Controller Development History

Die Entwicklung von Empfängerkarten

In der Geschichte der Empfängerkarten, da LED-Displays ursprünglich hauptsächlich im Freien verwendet wurden, enthielten die meisten Empfängerkarten für einfache Installation und Wartung eingebaute Hub-Schnittstellen wie die Nova Nebula DH426. Als LED von Outdoor zu Innennutzung überging, wurden die Anforderungen an die Bildqualität, die Bandbreite und die Struktur immer strenger. Dies führte zur Entstehung von Empfängerkarten mit Schnittstellen mit hoher Dichte, was zu kleineren Größen wie der Nova Nebula Armor Series führte. Mit der Entstehung neuer Pixel-Pitch- und Verpackungstechnologien wurden LED-Displays zunehmend in High-End-Anwendungen wie Heimkino, Bildung und Gesundheitswesen verwendet und höhere Anforderungen an Kontrollsysteme stellen. Diese Anforderungen erfordern nicht nur eine höhere Bildqualität, sondern auch höhere Bildraten, um eine bessere und realistischere Darstellung der Welt zu gewährleisten. Dies erfordert Empfängerkarten mit höheren Bandbreiten, wie die Nova Nebula Ca 50 5 G-Empfängerkarte.

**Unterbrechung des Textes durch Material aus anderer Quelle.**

//! FIRST and FOLLOW sets.

use crate::{
    grammar::{Grammar, NonterminalID, SymbolID, TerminalID, TerminalSet},
    types::Map,
    util::display_fn,
};
use std::fmt;

/// The FIRST set of every nonterminal symbol.
///
/// A set contains [`TerminalID::EPSILON`] iff its nonterminal is nullable.
#[derive(Debug)]
pub struct FirstSets {
    map: Map<NonterminalID, TerminalSet>,
}

impl FirstSets {
    pub fn new(g: &Grammar) -> Self {
        let mut map: Map<NonterminalID, TerminalSet> = g
            .nonterminals
            .keys()
            .map(|id| (*id, TerminalSet::default()))
            .collect();

        // Repeat until no set grows.
        let mut changed = true;
        let mut rounds = 0;
        while changed {
            changed = false;
            rounds += 1;
            for production in g.productions.values() {
                let mut added = TerminalSet::default();
                let mut nullable = true;
                for symbol in production.body() {
                    match symbol {
                        SymbolID::T(t) => {
                            added.insert(*t);
                            nullable = false;
                        }
                        SymbolID::N(n) => {
                            let first = &map[n];
                            added.union_with(first);
                            added.remove(TerminalID::EPSILON);
                            nullable = first.contains(TerminalID::EPSILON);
                        }
                    }
                    if !nullable {
                        break;
                    }
                }
                if nullable {
                    added.insert(TerminalID::EPSILON);
                }

                let current = &mut map[&production.head()];
                if !added.is_subset(current) {
                    current.union_with(&added);
                    changed = true;
                }
            }
        }
        tracing::trace!("FIRST sets converged after {} rounds", rounds);

        Self { map }
    }

    /// `FIRST(symbol)`
    pub fn get(&self, symbol: SymbolID) -> TerminalSet {
        match symbol {
            SymbolID::T(t) => Some(t).into_iter().collect(),
            SymbolID::N(n) => self.map[&n].clone(),
        }
    }

    pub fn is_nullable(&self, n: NonterminalID) -> bool {
        self.map[&n].contains(TerminalID::EPSILON)
    }

    /// `FIRST(symbols)`. Contains [`TerminalID::EPSILON`] iff every symbol
    /// in the sequence is nullable, in particular when it is empty.
    pub fn of_sequence(&self, symbols: &[SymbolID]) -> TerminalSet {
        let mut res = TerminalSet::default();
        for symbol in symbols {
            match symbol {
                SymbolID::T(t) => {
                    res.insert(*t);
                    return res;
                }
                SymbolID::N(n) => {
                    let first = &self.map[n];
                    res.union_with(first);
                    res.remove(TerminalID::EPSILON);
                    if !first.contains(TerminalID::EPSILON) {
                        return res;
                    }
                }
            }
        }
        res.insert(TerminalID::EPSILON);
        res
    }

    pub fn display<'g>(&'g self, g: &'g Grammar) -> impl fmt::Display + 'g {
        display_sets("FIRST", &self.map, g)
    }
}

/// The FOLLOW set of every nonterminal symbol.
#[derive(Debug)]
pub struct FollowSets {
    map: Map<NonterminalID, TerminalSet>,
}

impl FollowSets {
    pub fn new(g: &Grammar, first: &FirstSets) -> Self {
        let mut map: Map<NonterminalID, TerminalSet> = g
            .nonterminals
            .keys()
            .map(|id| (*id, TerminalSet::default()))
            .collect();
        map[&NonterminalID::START].insert(TerminalID::EOI);
        map[&g.start_symbol].insert(TerminalID::EOI);

        let mut changed = true;
        while changed {
            changed = false;
            for production in g.productions.values() {
                let body = production.body();
                for (i, symbol) in body.iter().enumerate() {
                    let n = match symbol {
                        SymbolID::N(n) => *n,
                        SymbolID::T(..) => continue,
                    };

                    let mut added = first.of_sequence(&body[i + 1..]);
                    if added.remove(TerminalID::EPSILON) {
                        added.union_with(&map[&production.head()]);
                    }

                    let current = &mut map[&n];
                    if !added.is_subset(current) {
                        current.union_with(&added);
                        changed = true;
                    }
                }
            }
        }

        Self { map }
    }

    pub fn get(&self, n: NonterminalID) -> &TerminalSet {
        &self.map[&n]
    }

    pub fn display<'g>(&'g self, g: &'g Grammar) -> impl fmt::Display + 'g {
        display_sets("FOLLOW", &self.map, g)
    }
}

fn display_sets<'g>(
    label: &'g str,
    map: &'g Map<NonterminalID, TerminalSet>,
    g: &'g Grammar,
) -> impl fmt::Display + 'g {
    display_fn(move |f| {
        for (n, set) in map {
            writeln!(f, "{}({}) = {}", label, g.nonterminals[n], set.display(g))?;
        }
        Ok(())
    })
}

#[cfg(test)]
mod tests {
    use super::*;
    use SymbolID::{N, T};

    fn names(g: &Grammar, set: &TerminalSet) -> Vec<String> {
        set.iter().map(|t| g.terminals[&t].name().to_owned()).collect()
    }

    #[test]
    fn expression_grammar() {
        // E -> T E' ; E' -> + T E' | ε ; T -> F T' ; T' -> * F T' | ε ; F -> ( E ) | id
        let g = Grammar::define(|g| {
            let plus = g.terminal("+")?;
            let star = g.terminal("*")?;
            let lparen = g.terminal("(")?;
            let rparen = g.terminal(")")?;
            let id = g.terminal("id")?;
            let e = g.nonterminal("E")?;
            let e_ = g.nonterminal("E'")?;
            let t = g.nonterminal("T")?;
            let t_ = g.nonterminal("T'")?;
            let f = g.nonterminal("F")?;
            g.production(e, [N(t), N(e_)])?;
            g.production(e_, [T(plus), N(t), N(e_)])?;
            g.production(e_, [])?;
            g.production(t, [N(f), N(t_)])?;
            g.production(t_, [T(star), N(f), N(t_)])?;
            g.production(t_, [])?;
            g.production(f, [T(lparen), N(e), T(rparen)])?;
            g.production(f, [T(id)])?;
            Ok(())
        })
        .unwrap();

        let first = FirstSets::new(&g);
        let follow = FollowSets::new(&g, &first);
        let n = |name| g.nonterminal_by_name(name).unwrap();

        assert_eq!(names(&g, &first.get(N(n("E")))), ["(", "id"]);
        assert_eq!(names(&g, &first.get(N(n("E'")))), ["$epsilon", "+"]);
        assert_eq!(names(&g, &first.get(N(n("T'")))), ["$epsilon", "*"]);
        assert!(first.is_nullable(n("T'")));
        assert!(!first.is_nullable(n("F")));

        assert_eq!(names(&g, follow.get(n("E"))), ["$eoi", ")"]);
        assert_eq!(names(&g, follow.get(n("E'"))), ["$eoi", ")"]);
        assert_eq!(names(&g, follow.get(n("T"))), ["$eoi", "+", ")"]);
        assert_eq!(names(&g, follow.get(n("F"))), ["$eoi", "+", "*", ")"]);
    }

    #[test]
    fn nullable_chain_and_sequences() {
        // S -> A B c ; A -> a | ε ; B -> B b | ε
        let g = Grammar::define(|g| {
            let a = g.terminal("a")?;
            let b = g.terminal("b")?;
            let c = g.terminal("c")?;
            let s = g.nonterminal("S")?;
            let a_ = g.nonterminal("A")?;
            let b_ = g.nonterminal("B")?;
            g.production(s, [N(a_), N(b_), T(c)])?;
            g.production(a_, [T(a)])?;
            g.production(a_, [])?;
            g.production(b_, [N(b_), T(b)])?;
            g.production(b_, [])?;
            Ok(())
        })
        .unwrap();

        let first = FirstSets::new(&g);
        let follow = FollowSets::new(&g, &first);
        let a = g.nonterminal_by_name("A").unwrap();
        let b = g.nonterminal_by_name("B").unwrap();

        assert_eq!(names(&g, &first.get(N(g.start_symbol))), ["a", "b", "c"]);
        assert_eq!(names(&g, &first.of_sequence(&[N(a), N(b)])), ["$epsilon", "a", "b"]);
        assert_eq!(names(&g, &first.of_sequence(&[])), ["$epsilon"]);
        assert_eq!(names(&g, follow.get(a)), ["b", "c"]);
        assert_eq!(names(&g, follow.get(b)), ["b", "c"]);
    }
}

Mit der Weiterentwicklung von Mini -LED- und Mikro -LED -Technologien werden die Anforderungen an LED -Displays immer strenger und fordern nicht nur eine höhere Bildqualität und eine größere Bandbreite, sondern auch dünnere, ergonomische und flexiblere Strukturdesigns. Dies hat die Verwendung von Empfängerkarten auf Chip-Ebene erforderlich, um diese Marktanforderungen zu erfüllen.